A statement by U.S. Department of Veterans Affairs Secretary Denis McDonough statement on the PACT Act in May said "Study after study demonstrates Veterans in VA care do better — and this legislation could bring up to 3.5 million more Veterans into our care."

McDonough's statements were an endorsement of the legislation, but Sessions said such legislation could double the number of individuals the VA currently serves and make things even harder for the people who do need help. 

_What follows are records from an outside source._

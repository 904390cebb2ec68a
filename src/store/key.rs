//! Resource keys: the canonical identity of one fetchable REST resource.

use std::collections::BTreeMap;
use std::fmt;

use crate::api::error::ApiError;

/// HTTP verb of a keyed request.
#[derive(Debug, Clone, Copy, PartialEq, Eq, Hash)]
pub enum Verb {
  Get,
  Post,
  Patch,
  Delete,
}

impl Verb {
  pub fn as_str(&self) -> &'static str {
    match self {
      Verb::Get => "GET",
      Verb::Post => "POST",
      Verb::Patch => "PATCH",
      Verb::Delete => "DELETE",
    }
  }
}

/// Identity of a fetchable resource: verb + path template + parameters.
///
/// Equality is structural. Path and query parameters live in BTreeMaps, so
/// two keys built with the same parameters in a different order compare (and
/// hash) equal. Keys index the cache store directly.
#[derive(Debug, Clone, PartialEq, Eq, Hash)]
pub struct ResourceKey {
  verb: Verb,
  template: &'static str,
  path_params: BTreeMap<&'static str, String>,
  query_params: BTreeMap<&'static str, String>,
}

impl ResourceKey {
  pub fn new(verb: Verb, template: &'static str) -> Self {
    Self {
      verb,
      template,
      path_params: BTreeMap::new(),
      query_params: BTreeMap::new(),
    }
  }

  pub fn get(template: &'static str) -> Self {
    Self::new(Verb::Get, template)
  }

  pub fn post(template: &'static str) -> Self {
    Self::new(Verb::Post, template)
  }

  pub fn patch(template: &'static str) -> Self {
    Self::new(Verb::Patch, template)
  }

  pub fn delete(template: &'static str) -> Self {
    Self::new(Verb::Delete, template)
  }

  /// Bind a `{name}` path parameter.
  pub fn path(mut self, name: &'static str, value: impl ToString) -> Self {
    self.path_params.insert(name, value.to_string());
    self
  }

  /// Bind a query parameter.
  pub fn query(mut self, name: &'static str, value: impl ToString) -> Self {
    self.query_params.insert(name, value.to_string());
    self
  }

  pub fn verb(&self) -> Verb {
    self.verb
  }

  pub fn template(&self) -> &'static str {
    self.template
  }

  /// Substitute path parameters into the template.
  ///
  /// Fails with `InvalidPath` if the template references a parameter that
  /// was never bound.
  pub fn resolved_path(&self) -> Result<String, ApiError> {
    let mut path = String::with_capacity(self.template.len());
    let mut rest = self.template;

    while let Some(open) = rest.find('{') {
      path.push_str(&rest[..open]);
      let after = &rest[open + 1..];
      let close = after.find('}').ok_or_else(|| ApiError::InvalidPath {
        template: self.template,
        name: after.to_string(),
      })?;
      let name = &after[..close];
      let value = self
        .path_params
        .get(name)
        .ok_or_else(|| ApiError::InvalidPath {
          template: self.template,
          name: name.to_string(),
        })?;
      path.push_str(value);
      rest = &after[close + 1..];
    }
    path.push_str(rest);

    Ok(path)
  }

  /// Canonical query string: keys sorted, percent-encoded. Empty string if
  /// there are no query parameters.
  pub fn canonical_query(&self) -> String {
    if self.query_params.is_empty() {
      return String::new();
    }
    let mut serializer = url::form_urlencoded::Serializer::new(String::new());
    for (name, value) in &self.query_params {
      serializer.append_pair(name, value);
    }
    serializer.finish()
  }

  /// Whether this key falls under the given verb + path-template prefix.
  /// Invalidation rules are declared at this granularity: all pages and
  /// parameter variants of a collection share a template.
  pub fn matches(&self, verb: Verb, template: &str) -> bool {
    self.verb == verb && self.template.starts_with(template)
  }
}

impl fmt::Display for ResourceKey {
  fn fmt(&self, f: &mut fmt::Formatter<'_>) -> fmt::Result {
    write!(f, "{} ", self.verb.as_str())?;
    match self.resolved_path() {
      Ok(path) => write!(f, "{}", path)?,
      Err(_) => write!(f, "{}", self.template)?,
    }
    let query = self.canonical_query();
    if !query.is_empty() {
      write!(f, "?{}", query)?;
    }
    Ok(())
  }
}

#[cfg(test)]
mod tests {
  use super::*;

  #[test]
  fn test_query_param_order_is_irrelevant() {
    let a = ResourceKey::get("/api/v1/products")
      .query("page", 1)
      .query("limit", 50);
    let b = ResourceKey::get("/api/v1/products")
      .query("limit", 50)
      .query("page", 1);
    assert_eq!(a, b);

    use std::collections::hash_map::DefaultHasher;
    use std::hash::{Hash, Hasher};
    let mut ha = DefaultHasher::new();
    let mut hb = DefaultHasher::new();
    a.hash(&mut ha);
    b.hash(&mut hb);
    assert_eq!(ha.finish(), hb.finish());
  }

  #[test]
  fn test_different_params_are_different_keys() {
    let page1 = ResourceKey::get("/api/v1/products").query("page", 1);
    let page2 = ResourceKey::get("/api/v1/products").query("page", 2);
    assert_ne!(page1, page2);
  }

  #[test]
  fn test_resolved_path_substitutes() {
    let key = ResourceKey::get("/api/v1/products/{id}").path("id", 42);
    assert_eq!(key.resolved_path().unwrap(), "/api/v1/products/42");
  }

  #[test]
  fn test_missing_path_param_is_an_error() {
    let key = ResourceKey::get("/api/v1/products/{id}");
    match key.resolved_path() {
      Err(ApiError::InvalidPath { name, .. }) => assert_eq!(name, "id"),
      other => panic!("expected InvalidPath, got {:?}", other),
    }
  }

  #[test]
  fn test_canonical_query_is_sorted() {
    let key = ResourceKey::get("/api/v1/orders")
      .query("status", "PENDING")
      .query("limit", 50)
      .query("page", 1);
    assert_eq!(key.canonical_query(), "limit=50&page=1&status=PENDING");
  }

  #[test]
  fn test_prefix_matching() {
    let key = ResourceKey::get("/api/v1/products/{id}").path("id", 7);
    assert!(key.matches(Verb::Get, "/api/v1/products"));
    assert!(!key.matches(Verb::Delete, "/api/v1/products"));
    assert!(!key.matches(Verb::Get, "/api/v1/orders"));
  }
}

"That would collapse the system. You are adding in millions of people over a smaller few who were injured severely," Sessions said. "This is literally doubling the size of the VA overnight, and we are having problems just serving people who have needs today."

Sessions said some Republicans had supported the democrat bill with the belief that additional amendments would restrain spending. Senator John Cornyn told Reporters some of the Senators that worked on the deal felt betrayed. 

"The leadership of the democratic party double-crossed... Senator Tester and Senator Moran made an agreement there would be two amendments. Senator Schumer agreed to the same thing and he reneged on that," Cornyn said. "This bill will ultimately pass but will be more fiscally responsible." 

Sessions said Republicans would not support the bill until both sides came to a compromise on the cost of the legislation.

"Republicans said we are not going to let you have an extra $700 billion. It had to fit within the budget purview and they did not do that. That is why Republicans are now saying we will not vote for it," Sessions said. 

Sessions said the U.S. House may need to come up with a new version of the legislation if it is going to move forward.